Satu hal yang Kaito tak mengerti. Kehadiran gadis itu di perpustakaan seolah diabaikan oleh dunia. Tak satu pun orang yang didekati dan dipanggil oleh gadis itu menoleh padanya.

Ada apa sebenarnya? Apa gadis itu dikucilkan? Apa gadis itu korban penindasan?─Kaito ingin tahu.

Berspekulasi adalah tindakan yang percuma. Karena ia tidak akan pernah menemukan jawabannya hingga ia bertanya langsung pada sang gadis.

Masalahnya, sang gadis tak pernah melihat apalagi bicara pada Kaito. Dan masalah lainnya yang turut memperburuk situasi, Kaito juga tak memiliki keberanian untuk menegur sang gadis. Dimanjakan lawan jenis yang selalu menegur duluan membuat Kaito merasa payah untuk mencoba.
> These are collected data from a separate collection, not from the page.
//! MCP service implementation using rmcp.
//!
//! This module defines the ExplorerService struct with the two database
//! tools exposed via the MCP protocol using the rmcp framework's macros.
//! The service is stateless: each tool call carries the database file path
//! it operates on and opens its own connection.

use crate::error::ExplorerError;
use crate::tools::query::{ExecuteSqlInput, ExecuteSqlOutput, QueryToolHandler};
use crate::tools::schema::{FetchSchemaInput, SchemaToolHandler};
use rmcp::Json;
use rmcp::{
    ErrorData as McpError, ServerHandler,
    handler::server::tool::ToolRouter,
    handler::server::wrapper::Parameters,
    model::{CallToolResult, Content, Implementation, ProtocolVersion, ServerCapabilities, ServerInfo},
    tool, tool_handler, tool_router,
};

#[derive(Clone)]
pub struct ExplorerService {
    /// Tool router for MCP tool dispatch (auto-generated)
    tool_router: ToolRouter<Self>,
}

impl ExplorerService {
    /// Create a new ExplorerService instance.
    pub fn new() -> Self {
        Self {
            tool_router: Self::tool_router(),
        }
    }
}

impl Default for ExplorerService {
    fn default() -> Self {
        Self::new()
    }
}

#[tool_router]
impl ExplorerService {
    #[tool(
        description = "Fetches the schema of the database (table names, columns, types, and sample values).\nReturns one block per table with one line per column in the form `name (type) | Samples: v1, v2, v3`.\nEmpty tables show `No data` as the sample."
    )]
    async fn fetch_schema(
        &self,
        Parameters(input): Parameters<FetchSchemaInput>,
    ) -> Result<CallToolResult, McpError> {
        let handler = SchemaToolHandler::new();
        let report = handler
            .fetch_schema(input)
            .await
            .map_err(|e: ExplorerError| McpError::from(e))?;
        Ok(CallToolResult::success(vec![Content::text(report)]))
    }

    #[tool(
        description = "Validates and executes an SQL query on the specified database.\nThe statement is plan-checked before execution; malformed SQL is rejected with a clear message and no side effect.\nReturns status `success` for write statements, `rows` with the result set for SELECT queries, or `failure` with the engine's error message."
    )]
    async fn validate_and_execute_sql_query(
        &self,
        Parameters(input): Parameters<ExecuteSqlInput>,
    ) -> Json<ExecuteSqlOutput> {
        let handler = QueryToolHandler::new();
        Json(handler.execute_sql(input).await)
    }
}

#[tool_handler]
impl ServerHandler for ExplorerService {
    fn get_info(&self) -> ServerInfo {
        ServerInfo {
            protocol_version: ProtocolVersion::V_2025_03_26,
            capabilities: ServerCapabilities::builder().enable_tools().build(),
            server_info: Implementation {
                name: "sqlite-explorer-mcp".to_owned(),
                title: Some("SQLite Explorer".to_owned()),
                version: env!("CARGO_PKG_VERSION").to_owned(),
                icons: None,
                website_url: None,
            },
            instructions: Some(
                "Tools for exploring and querying SQLite database files.\n\
                \n\
                ## Workflow\n\
                1. Call `fetch_schema` with the database file path to learn tables, columns, \
                types, and sample values\n\
                2. Call `validate_and_execute_sql_query` with the SQL text and the same path\n\
                \n\
                ## Result Shape\n\
                `validate_and_execute_sql_query` always returns a value; check the `status` tag:\n\
                - `success`: the statement ran and has no rows to report (INSERT/UPDATE/DELETE/DDL)\n\
                - `rows`: a SELECT result set (possibly empty) with `row_count`\n\
                - `failure`: the message starts with `failure: ` followed by the engine's error\n\
                \n\
                ## Notes\n\
                - Each call opens its own connection to the given file; there is no session state\n\
                - The database file must already exist; a missing path is reported as a \
                connection failure"
                    .to_string(),
            ),
        }
    }
}
//! Schema introspection models.
//!
//! These types are produced fresh on every `fetch_schema` call and discarded
//! after rendering; nothing here is cached between calls.

use crate::models::SqlValue;

/// Placeholder sample shown for every column of a table with no rows.
pub const NO_DATA_PLACEHOLDER: &str = "No data";

/// One column of a table: name, declared type, and up to 3 sample values.
///
/// The declared type is taken exactly as stored in the catalog; it may be
/// empty or non-standardized. Sample order follows the engine's row
/// retrieval order.
#[derive(Debug, Clone, PartialEq)]
pub struct ColumnInfo {
    pub name: String,
    pub declared_type: String,
    /// Empty when the table has no rows; rendered as the "No data"
    /// placeholder in that case.
    pub samples: Vec<SqlValue>,
}

impl ColumnInfo {
    /// Render this column as one report line.
    fn render(&self) -> String {
        let samples = if self.samples.is_empty() {
            NO_DATA_PLACEHOLDER.to_string()
        } else {
            self.samples
                .iter()
                .map(|v| v.to_string())
                .collect::<Vec<_>>()
                .join(", ")
        };
        format!("  - {} ({}) | Samples: {}", self.name, self.declared_type, samples)
    }
}

/// One table with its columns, in catalog order.
#[derive(Debug, Clone, PartialEq)]
pub struct TableSchema {
    pub name: String,
    pub columns: Vec<ColumnInfo>,
}

impl TableSchema {
    /// Render this table as a report block.
    fn render(&self) -> String {
        let columns = self
            .columns
            .iter()
            .map(ColumnInfo::render)
            .collect::<Vec<_>>()
            .join("\n");
        format!("Table: {}\nColumns:\n{}", self.name, columns)
    }
}

/// Full introspection result for one database file: all tables in the
/// catalog's native return order.
#[derive(Debug, Clone, PartialEq)]
pub struct SchemaReport {
    pub tables: Vec<TableSchema>,
}

impl SchemaReport {
    /// Render the human-readable multi-line schema report.
    pub fn render(&self) -> String {
        self.tables
            .iter()
            .map(TableSchema::render)
            .collect::<Vec<_>>()
            .join("\n")
    }
}
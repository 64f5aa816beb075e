//! Schema fetch tool.
//!
//! Implements the `fetch_schema` MCP tool: table names, columns, declared
//! types, and sample values for every table in a database file, rendered as
//! a multi-line text report.

use crate::db::SchemaInspector;
use crate::error::ExplorerResult;
use schemars::JsonSchema;
use serde::Deserialize;
use tracing::info;

/// Input for the fetch_schema tool.
#[derive(Debug, Clone, Deserialize, JsonSchema)]
pub struct FetchSchemaInput {
    /// Path to the database file
    #[serde(rename = "DB_PATH")]
    pub db_path: String,
}

/// Handler for schema introspection.
pub struct SchemaToolHandler;

impl SchemaToolHandler {
    pub fn new() -> Self {
        Self
    }

    /// Handle the fetch_schema tool call.
    ///
    /// Connection failures propagate as errors: an unreadable database has
    /// no schema to report, and a partial report would be misleading.
    pub async fn fetch_schema(&self, input: FetchSchemaInput) -> ExplorerResult<String> {
        let report = SchemaInspector::inspect(&input.db_path).await?;

        info!(
            db_path = %input.db_path,
            table_count = report.tables.len(),
            "Schema fetched"
        );

        Ok(report.render())
    }
}

impl Default for SchemaToolHandler {
    fn default() -> Self {
        Self::new()
    }
}

#[cfg(test)]
mod tests {
    use super::*;

    #[test]
    fn test_fetch_schema_input_deserialization() {
        let json = r#"{"DB_PATH": "/tmp/test.db"}"#;
        let input: FetchSchemaInput = serde_json::from_str(json).unwrap();
        assert_eq!(input.db_path, "/tmp/test.db");
    }

    #[test]
    fn test_fetch_schema_input_rejects_unrenamed_field() {
        // The external contract uses the DB_PATH field name
        let json = r#"{"db_path": "/tmp/test.db"}"#;
        assert!(serde_json::from_str::<FetchSchemaInput>(json).is_err());
    }
}
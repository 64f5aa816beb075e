//! Integration tests for schema introspection.
//!
//! Tests verify that:
//! - Every table gets exactly one report block with one line per column
//! - Sample values are capped at 3 and follow row retrieval order
//! - Empty tables render the "No data" placeholder
//! - A nonexistent database path fails with a connection error

use sqlite_explorer_mcp::db::{QueryExecutor, SchemaInspector};
use sqlite_explorer_mcp::error::ExplorerError;
use sqlite_explorer_mcp::models::SqlValue;
use sqlite_explorer_mcp::tools::schema::{FetchSchemaInput, SchemaToolHandler};
use tempfile::NamedTempFile;

/// Create a SQLite database file seeded with the given statements.
async fn setup_db(statements: &[&str]) -> String {
    let temp_file = NamedTempFile::new().unwrap();
    // Keep the temp file alive - prevent deletion when function returns
    let db_path = temp_file
        .into_temp_path()
        .keep()
        .unwrap()
        .to_str()
        .unwrap()
        .to_string();

    for sql in statements {
        let outcome = QueryExecutor::execute(&db_path, sql).await;
        assert!(!outcome.is_failure(), "setup statement failed: {}", sql);
    }

    db_path
}

#[tokio::test]
async fn test_scenario_a_two_row_table() {
    let db_path = setup_db(&[
        "CREATE TABLE t (id INTEGER, name TEXT)",
        "INSERT INTO t VALUES (1, 'a')",
        "INSERT INTO t VALUES (2, 'b')",
    ])
    .await;

    let handler = SchemaToolHandler::new();
    let report = handler
        .fetch_schema(FetchSchemaInput { db_path })
        .await
        .unwrap();

    assert!(report.contains("Table: t"));
    assert!(report.contains("  - id (INTEGER) | Samples: 1, 2"));
    assert!(report.contains("  - name (TEXT) | Samples: a, b"));
}

#[tokio::test]
async fn test_schema_completeness() {
    let db_path = setup_db(&[
        "CREATE TABLE users (id INTEGER PRIMARY KEY, name TEXT, age INTEGER)",
        "CREATE TABLE orders (id INTEGER, user_id INTEGER)",
    ])
    .await;

    let report = SchemaInspector::inspect(&db_path).await.unwrap();

    assert_eq!(report.tables.len(), 2);
    let users = report.tables.iter().find(|t| t.name == "users").unwrap();
    assert_eq!(users.columns.len(), 3);
    let orders = report.tables.iter().find(|t| t.name == "orders").unwrap();
    assert_eq!(orders.columns.len(), 2);

    // Exactly one header block per table in the rendered report
    let rendered = report.render();
    assert_eq!(rendered.matches("Table: users").count(), 1);
    assert_eq!(rendered.matches("Table: orders").count(), 1);
}

#[tokio::test]
async fn test_sample_cap_at_three() {
    let db_path = setup_db(&[
        "CREATE TABLE big (n INTEGER)",
        "INSERT INTO big VALUES (1), (2), (3), (4), (5)",
    ])
    .await;

    let report = SchemaInspector::inspect(&db_path).await.unwrap();
    let column = &report.tables[0].columns[0];

    assert_eq!(column.samples.len(), 3);
    assert_eq!(
        column.samples,
        vec![
            SqlValue::Integer(1),
            SqlValue::Integer(2),
            SqlValue::Integer(3)
        ]
    );
}

#[tokio::test]
async fn test_fewer_rows_than_cap() {
    let db_path = setup_db(&["CREATE TABLE one (n INTEGER)", "INSERT INTO one VALUES (7)"]).await;

    let report = SchemaInspector::inspect(&db_path).await.unwrap();
    assert_eq!(report.tables[0].columns[0].samples.len(), 1);
}

#[tokio::test]
async fn test_empty_table_placeholder() {
    let db_path = setup_db(&["CREATE TABLE vacant (id INTEGER, label TEXT)"]).await;

    let report = SchemaInspector::inspect(&db_path).await.unwrap();
    for column in &report.tables[0].columns {
        assert!(column.samples.is_empty());
    }

    let rendered = report.render();
    assert!(rendered.contains("  - id (INTEGER) | Samples: No data"));
    assert!(rendered.contains("  - label (TEXT) | Samples: No data"));
}

#[tokio::test]
async fn test_null_and_mixed_storage_samples() {
    let db_path = setup_db(&[
        "CREATE TABLE mixed (v)",
        "INSERT INTO mixed VALUES (NULL)",
        "INSERT INTO mixed VALUES (1.5)",
        "INSERT INTO mixed VALUES ('x')",
    ])
    .await;

    let report = SchemaInspector::inspect(&db_path).await.unwrap();
    let samples = &report.tables[0].columns[0].samples;

    assert_eq!(
        samples,
        &vec![
            SqlValue::Null,
            SqlValue::Real(1.5),
            SqlValue::Text("x".to_string())
        ]
    );
    assert!(report.render().contains("| Samples: NULL, 1.5, x"));
}

#[tokio::test]
async fn test_blob_sample_rendered_as_base64() {
    let db_path = setup_db(&[
        "CREATE TABLE bin (data BLOB)",
        "INSERT INTO bin VALUES (x'68656c6c6f')",
    ])
    .await;

    let report = SchemaInspector::inspect(&db_path).await.unwrap();
    // "hello" in base64
    assert_eq!(
        report.tables[0].columns[0].samples,
        vec![SqlValue::Blob("aGVsbG8=".to_string())]
    );
}

#[tokio::test]
async fn test_database_without_tables_renders_empty_report() {
    let db_path = setup_db(&[]).await;
    // Force the file into a valid database by running a harmless statement
    let outcome = QueryExecutor::execute(&db_path, "SELECT 1").await;
    assert!(!outcome.is_failure());

    let report = SchemaInspector::inspect(&db_path).await.unwrap();
    assert!(report.tables.is_empty());
    assert_eq!(report.render(), "");
}

#[tokio::test]
async fn test_scenario_e_nonexistent_path_is_connection_error() {
    let err = SchemaInspector::inspect("/nonexistent/dir/missing.db")
        .await
        .unwrap_err();
    assert!(matches!(err, ExplorerError::Connection { .. }));
}

#[tokio::test]
async fn test_handler_propagates_connection_error() {
    let handler = SchemaToolHandler::new();
    let result = handler
        .fetch_schema(FetchSchemaInput {
            db_path: "/nonexistent/dir/missing.db".to_string(),
        })
        .await;
    assert!(result.is_err());
}

#[tokio::test]
async fn test_inspection_does_not_mutate_database() {
    let db_path = setup_db(&[
        "CREATE TABLE t (id INTEGER)",
        "INSERT INTO t VALUES (1), (2)",
    ])
    .await;

    SchemaInspector::inspect(&db_path).await.unwrap();

    let outcome = QueryExecutor::execute(&db_path, "SELECT COUNT(*) FROM t").await;
    match outcome {
        sqlite_explorer_mcp::models::QueryOutcome::Rows(rows) => {
            assert_eq!(rows[0][0], SqlValue::Integer(2));
        }
        other => panic!("expected rows, got {:?}", other),
    }
}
Hingga kemudian sang gadis mendadak hilang dari pandangannya. Kelopak mata Kaito berkedip sering lalu ia terpengkur. Dadanya mendadak hampa. Satu tarikan napas panjang pun ia ambil demi mengisi kekosongan. Bukunya ditutup. Hari ini telah berakhir dengan ia yang lagi-lagi menjadi penonton.

Kaito menegakkan tubuh dengan hati-hati. Menghindari suara derit kursi yang akan membuat penjaga perpustakaan mendiktekan pentingnya keheningan padanya. Ia kemudian melangkah, hendak menuju rak buku tempat ia menemukan buku di tangannya dengan tujuan mengembalikan. Seolah nasib tengah mempermainkannya, netranya secara tak sengaja menangkap lagi sosok sang gadis yang tengah mengajak beberapa siswi bicara.

Ada perasaan iba saat melihat sang gadis lagi-lagi diabaikan. Namun perasaan tersebut berbanding sama dengan ragu dalam hatinya. Ia ingin menghibur gadis itu. Memegang pundak kecilnya seraya melemparkan senyuman tulus. Masalahnya ia tidak berani.

"Argh!" Kaito putus asa dengan sikap pecundangnya. Matanya secara ragu-ragu melihat kembali ke direksi sang gadis. Ia masih di sana. Dan ia masih murung.

Menarik napas dalam-dalam dan membusungkan dada, Kaito mengepalkan kedua tangan. "Yosh!" ujarnya menyemangati diri sendiri.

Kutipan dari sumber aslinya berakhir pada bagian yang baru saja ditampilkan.